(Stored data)
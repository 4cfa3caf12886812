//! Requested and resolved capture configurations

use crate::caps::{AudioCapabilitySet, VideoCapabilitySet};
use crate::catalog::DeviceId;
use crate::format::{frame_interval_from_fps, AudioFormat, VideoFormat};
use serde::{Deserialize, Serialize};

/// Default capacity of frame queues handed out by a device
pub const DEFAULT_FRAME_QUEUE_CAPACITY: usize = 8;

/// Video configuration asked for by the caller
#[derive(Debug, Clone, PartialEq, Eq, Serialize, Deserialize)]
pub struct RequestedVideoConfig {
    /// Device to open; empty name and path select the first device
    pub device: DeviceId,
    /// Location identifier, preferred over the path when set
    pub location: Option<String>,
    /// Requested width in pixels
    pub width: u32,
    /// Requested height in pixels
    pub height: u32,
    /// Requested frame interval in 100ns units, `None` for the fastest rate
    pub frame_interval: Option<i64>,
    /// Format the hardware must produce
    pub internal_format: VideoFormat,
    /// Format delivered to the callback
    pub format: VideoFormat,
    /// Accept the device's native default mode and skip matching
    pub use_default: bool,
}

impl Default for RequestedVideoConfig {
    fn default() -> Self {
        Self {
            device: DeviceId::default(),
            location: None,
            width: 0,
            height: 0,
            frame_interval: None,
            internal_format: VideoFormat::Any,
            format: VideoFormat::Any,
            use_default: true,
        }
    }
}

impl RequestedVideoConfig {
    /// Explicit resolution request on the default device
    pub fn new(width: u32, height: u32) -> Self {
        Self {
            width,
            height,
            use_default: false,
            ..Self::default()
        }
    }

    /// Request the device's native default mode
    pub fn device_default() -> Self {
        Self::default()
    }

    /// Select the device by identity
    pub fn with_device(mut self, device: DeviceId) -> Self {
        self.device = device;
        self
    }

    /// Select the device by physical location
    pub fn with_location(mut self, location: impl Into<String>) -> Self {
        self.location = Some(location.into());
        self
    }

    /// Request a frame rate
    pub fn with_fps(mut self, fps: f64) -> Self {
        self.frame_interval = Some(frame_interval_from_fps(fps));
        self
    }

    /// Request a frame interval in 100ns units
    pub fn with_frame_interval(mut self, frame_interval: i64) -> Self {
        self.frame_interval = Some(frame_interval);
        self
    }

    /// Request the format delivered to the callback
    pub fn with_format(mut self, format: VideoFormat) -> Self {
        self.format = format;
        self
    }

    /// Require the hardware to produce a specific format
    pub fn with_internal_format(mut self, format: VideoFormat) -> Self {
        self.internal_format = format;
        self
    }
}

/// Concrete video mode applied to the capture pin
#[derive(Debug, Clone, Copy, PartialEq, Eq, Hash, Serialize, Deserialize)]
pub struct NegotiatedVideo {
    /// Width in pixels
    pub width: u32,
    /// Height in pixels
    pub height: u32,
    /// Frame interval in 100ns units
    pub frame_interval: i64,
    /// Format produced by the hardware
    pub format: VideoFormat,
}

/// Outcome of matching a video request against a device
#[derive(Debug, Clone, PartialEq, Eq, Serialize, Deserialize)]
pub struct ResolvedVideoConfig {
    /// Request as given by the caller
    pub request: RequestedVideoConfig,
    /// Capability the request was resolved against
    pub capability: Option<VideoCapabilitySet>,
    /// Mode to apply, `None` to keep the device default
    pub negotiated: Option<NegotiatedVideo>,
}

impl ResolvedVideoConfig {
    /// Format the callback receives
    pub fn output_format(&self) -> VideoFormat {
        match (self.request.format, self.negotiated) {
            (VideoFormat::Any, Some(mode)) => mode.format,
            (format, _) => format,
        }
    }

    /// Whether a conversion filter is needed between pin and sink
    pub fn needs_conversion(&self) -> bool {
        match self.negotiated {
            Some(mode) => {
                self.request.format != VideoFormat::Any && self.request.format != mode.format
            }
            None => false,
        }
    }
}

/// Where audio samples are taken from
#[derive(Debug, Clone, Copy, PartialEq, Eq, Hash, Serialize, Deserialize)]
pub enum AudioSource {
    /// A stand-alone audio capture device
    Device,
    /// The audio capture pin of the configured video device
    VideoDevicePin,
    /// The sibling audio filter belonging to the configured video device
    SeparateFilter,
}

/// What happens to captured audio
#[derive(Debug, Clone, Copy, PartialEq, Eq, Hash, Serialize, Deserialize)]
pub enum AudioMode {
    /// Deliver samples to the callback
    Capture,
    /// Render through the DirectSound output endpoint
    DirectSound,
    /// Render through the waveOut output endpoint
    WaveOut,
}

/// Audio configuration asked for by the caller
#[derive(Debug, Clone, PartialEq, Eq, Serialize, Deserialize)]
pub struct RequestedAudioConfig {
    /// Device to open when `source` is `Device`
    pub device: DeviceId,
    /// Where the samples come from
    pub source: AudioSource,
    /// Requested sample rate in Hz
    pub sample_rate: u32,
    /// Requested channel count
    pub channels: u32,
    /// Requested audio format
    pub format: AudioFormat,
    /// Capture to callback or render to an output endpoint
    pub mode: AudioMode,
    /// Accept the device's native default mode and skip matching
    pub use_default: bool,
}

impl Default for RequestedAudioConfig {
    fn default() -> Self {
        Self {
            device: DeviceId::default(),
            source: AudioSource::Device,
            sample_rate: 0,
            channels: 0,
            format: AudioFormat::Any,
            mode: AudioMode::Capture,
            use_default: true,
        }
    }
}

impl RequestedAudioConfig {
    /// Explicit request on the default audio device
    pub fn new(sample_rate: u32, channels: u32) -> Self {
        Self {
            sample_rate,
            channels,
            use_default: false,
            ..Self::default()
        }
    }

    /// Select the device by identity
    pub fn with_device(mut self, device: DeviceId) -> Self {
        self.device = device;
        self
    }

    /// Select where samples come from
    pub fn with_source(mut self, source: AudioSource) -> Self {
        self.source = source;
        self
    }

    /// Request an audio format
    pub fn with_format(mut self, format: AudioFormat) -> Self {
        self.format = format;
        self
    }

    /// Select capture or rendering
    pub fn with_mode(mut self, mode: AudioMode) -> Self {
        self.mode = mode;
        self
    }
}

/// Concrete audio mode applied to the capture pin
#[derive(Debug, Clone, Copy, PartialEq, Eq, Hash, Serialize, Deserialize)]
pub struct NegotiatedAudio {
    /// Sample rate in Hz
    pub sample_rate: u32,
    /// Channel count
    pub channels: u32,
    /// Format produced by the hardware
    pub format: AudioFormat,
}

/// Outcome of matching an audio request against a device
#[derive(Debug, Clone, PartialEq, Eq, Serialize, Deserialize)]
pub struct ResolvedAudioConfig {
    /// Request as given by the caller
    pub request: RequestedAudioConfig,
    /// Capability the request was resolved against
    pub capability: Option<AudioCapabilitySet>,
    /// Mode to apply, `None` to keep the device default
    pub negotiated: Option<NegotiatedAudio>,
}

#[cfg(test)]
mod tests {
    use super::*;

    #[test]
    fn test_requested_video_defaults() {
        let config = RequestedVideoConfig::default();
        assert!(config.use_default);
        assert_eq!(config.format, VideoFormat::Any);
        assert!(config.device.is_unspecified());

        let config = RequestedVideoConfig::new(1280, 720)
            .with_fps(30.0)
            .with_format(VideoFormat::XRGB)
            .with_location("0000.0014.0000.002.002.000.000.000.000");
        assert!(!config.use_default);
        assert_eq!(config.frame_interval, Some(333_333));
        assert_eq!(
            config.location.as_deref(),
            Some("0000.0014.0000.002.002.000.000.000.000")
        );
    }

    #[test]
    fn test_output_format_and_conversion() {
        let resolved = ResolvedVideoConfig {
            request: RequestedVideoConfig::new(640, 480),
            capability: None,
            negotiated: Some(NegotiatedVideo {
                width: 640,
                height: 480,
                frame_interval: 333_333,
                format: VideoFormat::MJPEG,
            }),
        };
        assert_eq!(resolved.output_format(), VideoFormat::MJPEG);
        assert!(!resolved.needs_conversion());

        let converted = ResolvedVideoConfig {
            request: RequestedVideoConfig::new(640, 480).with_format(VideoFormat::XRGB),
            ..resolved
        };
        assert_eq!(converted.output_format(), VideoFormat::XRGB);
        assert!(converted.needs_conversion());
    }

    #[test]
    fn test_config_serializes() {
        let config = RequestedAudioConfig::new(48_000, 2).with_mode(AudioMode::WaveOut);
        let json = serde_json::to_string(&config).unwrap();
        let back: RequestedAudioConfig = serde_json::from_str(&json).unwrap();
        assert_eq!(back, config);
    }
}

* [Your objective] If a line in the entries above contains "matching", report it.

* [Result of the exercise]
    /// Accept the device's native default mode and skip matching
/// Outcome of matching a video request against a device
    /// Accept the device's native default mode and skip matching
/// Outcome of matching an audio request against a device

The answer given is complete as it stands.